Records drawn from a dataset
= = = = =

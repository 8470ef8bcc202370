//! Table of live connections, keyed by [`ConnectionId`].

use std::sync::Arc;

use courier_core::ConnectionId;
use dashmap::DashMap;
use metrics::counter;
use serde_json::Value;
use tracing::warn;

use super::connection::ClientConnection;
use crate::relay::Outbound;

/// Owns every live [`ClientConnection`]. The dispatcher reaches them only
/// through the [`Outbound`] impl.
#[derive(Default)]
pub struct ConnectionManager {
    connections: DashMap<ConnectionId, Arc<ClientConnection>>,
}

impl ConnectionManager {
    /// Create an empty manager.
    pub fn new() -> Self {
        Self::default()
    }

    /// Track a connection, replacing any previous one with the same id.
    pub fn add(&self, connection: Arc<ClientConnection>) {
        let _ = self.connections.insert(connection.id.clone(), connection);
    }

    /// Stop tracking a connection.
    pub fn remove(&self, id: &ConnectionId) -> Option<Arc<ClientConnection>> {
        self.connections.remove(id).map(|(_, conn)| conn)
    }

    /// Look up a connection.
    pub fn get(&self, id: &ConnectionId) -> Option<Arc<ClientConnection>> {
        self.connections.get(id).map(|entry| Arc::clone(entry.value()))
    }

    /// Number of tracked connections.
    pub fn connection_count(&self) -> usize {
        self.connections.len()
    }
}

impl Outbound for ConnectionManager {
    fn send_to(&self, connection: &ConnectionId, event: &str, payload: &Value) -> bool {
        let Some(conn) = self.get(connection) else {
            return false;
        };
        if conn.send_event(event, payload) {
            return true;
        }
        if conn.is_open() {
            warn!(
                connection_id = %connection,
                dropped = conn.drop_count(),
                "send queue refused frame, dropping"
            );
            counter!(crate::metrics::WS_SEND_DROPS_TOTAL).increment(1);
        }
        false
    }

    fn is_open(&self, connection: &ConnectionId) -> bool {
        self.connections
            .get(connection)
            .is_some_and(|entry| entry.value().is_open())
    }
}

#[cfg(test)]
mod tests {
    use super::*;
    use tokio::sync::mpsc;

    fn open_connection(id: &str, capacity: usize) -> (Arc<ClientConnection>, mpsc::Receiver<String>) {
        let (tx, rx) = mpsc::channel(capacity);
        let conn = Arc::new(ClientConnection::new(id.into(), tx));
        let _ = conn.open();
        (conn, rx)
    }

    #[test]
    fn add_get_remove() {
        let manager = ConnectionManager::new();
        let (conn, _rx) = open_connection("c1", 4);
        manager.add(conn);
        assert_eq!(manager.connection_count(), 1);
        assert!(manager.get(&"c1".into()).is_some());
        assert!(manager.remove(&"c1".into()).is_some());
        assert!(manager.remove(&"c1".into()).is_none());
        assert_eq!(manager.connection_count(), 0);
    }

    #[tokio::test]
    async fn send_to_open_connection() {
        let manager = ConnectionManager::new();
        let (conn, mut rx) = open_connection("c1", 4);
        manager.add(conn);
        assert!(manager.send_to(&"c1".into(), "getMessage", &serde_json::json!("hi")));
        let text = rx.recv().await.unwrap();
        assert_eq!(text, r#"{"event":"getMessage","data":"hi"}"#);
    }

    #[test]
    fn send_to_unknown_connection_fails() {
        let manager = ConnectionManager::new();
        assert!(!manager.send_to(&"ghost".into(), "getMessage", &Value::Null));
        assert!(!manager.is_open(&"ghost".into()));
    }

    #[test]
    fn closed_connection_is_not_open() {
        let manager = ConnectionManager::new();
        let (conn, _rx) = open_connection("c1", 4);
        manager.add(conn.clone());
        assert!(manager.is_open(&"c1".into()));
        let _ = conn.close();
        assert!(!manager.is_open(&"c1".into()));
        assert!(!manager.send_to(&"c1".into(), "getMessage", &Value::Null));
    }

    #[test]
    fn full_queue_fails_without_blocking() {
        let manager = ConnectionManager::new();
        let (conn, _rx) = open_connection("c1", 1);
        manager.add(conn.clone());
        assert!(manager.send_to(&"c1".into(), "getMessage", &Value::Null));
        assert!(!manager.send_to(&"c1".into(), "getMessage", &Value::Null));
        assert_eq!(conn.drop_count(), 1);
    }
}
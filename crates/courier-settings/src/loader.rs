//! Settings loading with deep merge and environment variable overrides.
//!
//! Loading flow:
//! 1. Start with compiled [`CourierSettings::default()`]
//! 2. If the settings file exists, deep-merge its values over the defaults
//! 3. Apply `COURIER_*` environment overrides
//! 4. Validate
//!
//! Deep merge rules:
//! - Objects are merged recursively (source overrides target per-key)
//! - Arrays and primitives are replaced entirely by source
//! - Null values in source are skipped (preserving target)

use std::path::{Path, PathBuf};

use serde_json::Value;
use tracing::debug;

use crate::errors::Result;
use crate::types::CourierSettings;

/// Resolve the default settings path (`~/.courier/settings.json`).
pub fn settings_path() -> PathBuf {
    let home = std::env::var("HOME").unwrap_or_else(|_| "/tmp".to_string());
    PathBuf::from(home).join(".courier").join("settings.json")
}

/// Load settings from a specific path with env var overrides.
///
/// A missing file yields defaults. Invalid JSON or an inconsistent result is
/// an error.
pub fn load_settings_from_path(path: &Path) -> Result<CourierSettings> {
    let defaults = serde_json::to_value(CourierSettings::default())?;

    let merged = if path.exists() {
        debug!(?path, "loading settings from file");
        let content = std::fs::read_to_string(path)?;
        let user: Value = serde_json::from_str(&content)?;
        deep_merge(defaults, user)
    } else {
        debug!(?path, "settings file not found, using defaults");
        defaults
    };

    let mut settings: CourierSettings = serde_json::from_value(merged)?;
    apply_env_overrides(&mut settings);
    settings.validate()?;
    Ok(settings)
}

/// Recursive deep merge of two JSON values.
pub fn deep_merge(target: Value, source: Value) -> Value {
    match (target, source) {
        (Value::Object(mut target_map), Value::Object(source_map)) => {
            for (key, source_val) in source_map {
                if source_val.is_null() {
                    continue;
                }
                let merged = match target_map.remove(&key) {
                    Some(target_val) => deep_merge(target_val, source_val),
                    None => source_val,
                };
                let _ = target_map.insert(key, merged);
            }
            Value::Object(target_map)
        }
        (_, source) => source,
    }
}

/// Apply `COURIER_*` environment overrides.
///
/// Out-of-range or unparsable values are ignored with a warning.
pub fn apply_env_overrides(settings: &mut CourierSettings) {
    if let Some(v) = read_env_string("COURIER_HOST") {
        settings.server.host = v;
    }
    if let Some(v) = read_env_num::<u16>("COURIER_PORT", 1, u16::MAX) {
        settings.server.port = v;
    }
    if let Some(v) = read_env_string("COURIER_ALLOWED_ORIGIN") {
        settings.server.allowed_origin = v;
    }
    if let Some(v) = read_env_num::<usize>("COURIER_MAX_CONNECTIONS", 1, 100_000) {
        settings.server.max_connections = v;
    }
    if let Some(v) = read_env_num::<usize>("COURIER_SEND_QUEUE", 1, 65_536) {
        settings.server.send_queue_capacity = v;
    }
    if let Some(v) = read_env_num::<u64>("COURIER_HEARTBEAT_INTERVAL_SECS", 1, 3600) {
        settings.server.heartbeat_interval_secs = v;
    }
    if let Some(v) = read_env_num::<u64>("COURIER_HEARTBEAT_TIMEOUT_SECS", 1, 3600) {
        settings.server.heartbeat_timeout_secs = v;
    }
    if let Some(v) = read_env_string("COURIER_LOG_LEVEL") {
        settings.logging.level = v;
    }
    if let Ok(v) = std::env::var("COURIER_LOG_JSON") {
        match parse_bool(&v) {
            Some(b) => settings.logging.json = b,
            None => tracing::warn!(key = "COURIER_LOG_JSON", value = %v, "invalid boolean env var, ignoring"),
        }
    }
}

/// Parse a string as a boolean.
///
/// Accepts (case-insensitive): `true`/`1`/`yes`/`on` or `false`/`0`/`no`/`off`.
pub fn parse_bool(val: &str) -> Option<bool> {
    match val.to_lowercase().as_str() {
        "true" | "1" | "yes" | "on" => Some(true),
        "false" | "0" | "no" | "off" => Some(false),
        _ => None,
    }
}

/// Parse a number and check it lies within `min..=max`.
pub fn parse_in_range<T>(val: &str, min: T, max: T) -> Option<T>
where
    T: std::str::FromStr + PartialOrd,
{
    let n: T = val.trim().parse().ok()?;
    (n >= min && n <= max).then_some(n)
}

fn read_env_string(name: &str) -> Option<String> {
    std::env::var(name).ok().filter(|v| !v.is_empty())
}

fn read_env_num<T>(name: &str, min: T, max: T) -> Option<T>
where
    T: std::str::FromStr + PartialOrd,
{
    let val = std::env::var(name).ok()?;
    let result = parse_in_range(&val, min, max);
    if result.is_none() {
        tracing::warn!(key = name, value = %val, "invalid numeric env var, ignoring");
    }
    result
}
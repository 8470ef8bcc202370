//! Events flowing from sessions to the dispatcher.

use courier_core::protocol::InboundMessage;
use courier_core::{ConnectionId, UserId};
use serde_json::Value;

/// A message addressed to one user. The payload is never inspected.
#[derive(Clone, Debug, PartialEq)]
pub struct MessageEnvelope {
    /// Intended recipient.
    pub receiver: UserId,
    /// Opaque application payload.
    pub payload: Value,
}

/// Everything a session can tell the dispatcher.
#[derive(Clone, Debug, PartialEq)]
pub enum RelayEvent {
    /// The connection identifies itself as `user`.
    Register {
        /// Source connection.
        connection: ConnectionId,
        /// Claimed identity.
        user: UserId,
    },
    /// The connection wants `envelope` relayed.
    SendIntent {
        /// Source connection.
        connection: ConnectionId,
        /// Addressed payload.
        envelope: MessageEnvelope,
    },
    /// The connection has closed.
    Disconnect {
        /// The closed connection.
        connection: ConnectionId,
    },
}

impl RelayEvent {
    /// Wrap a decoded frame with the connection it arrived on.
    pub fn from_inbound(connection: ConnectionId, message: InboundMessage) -> Self {
        match message {
            InboundMessage::Register { user } => Self::Register { connection, user },
            InboundMessage::SendMessage { receiver, data } => Self::SendIntent {
                connection,
                envelope: MessageEnvelope {
                    receiver,
                    payload: data,
                },
            },
        }
    }

    /// Short name for logs and metrics.
    pub fn kind(&self) -> &'static str {
        match self {
            Self::Register { .. } => "register",
            Self::SendIntent { .. } => "send_intent",
            Self::Disconnect { .. } => "disconnect",
        }
    }
}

= = = = =

◆ TASK TO COMPLETE ◆
Number of lines above with the word "UserId": state it alone.

◆ EXERCISE OUTPUT ◆
3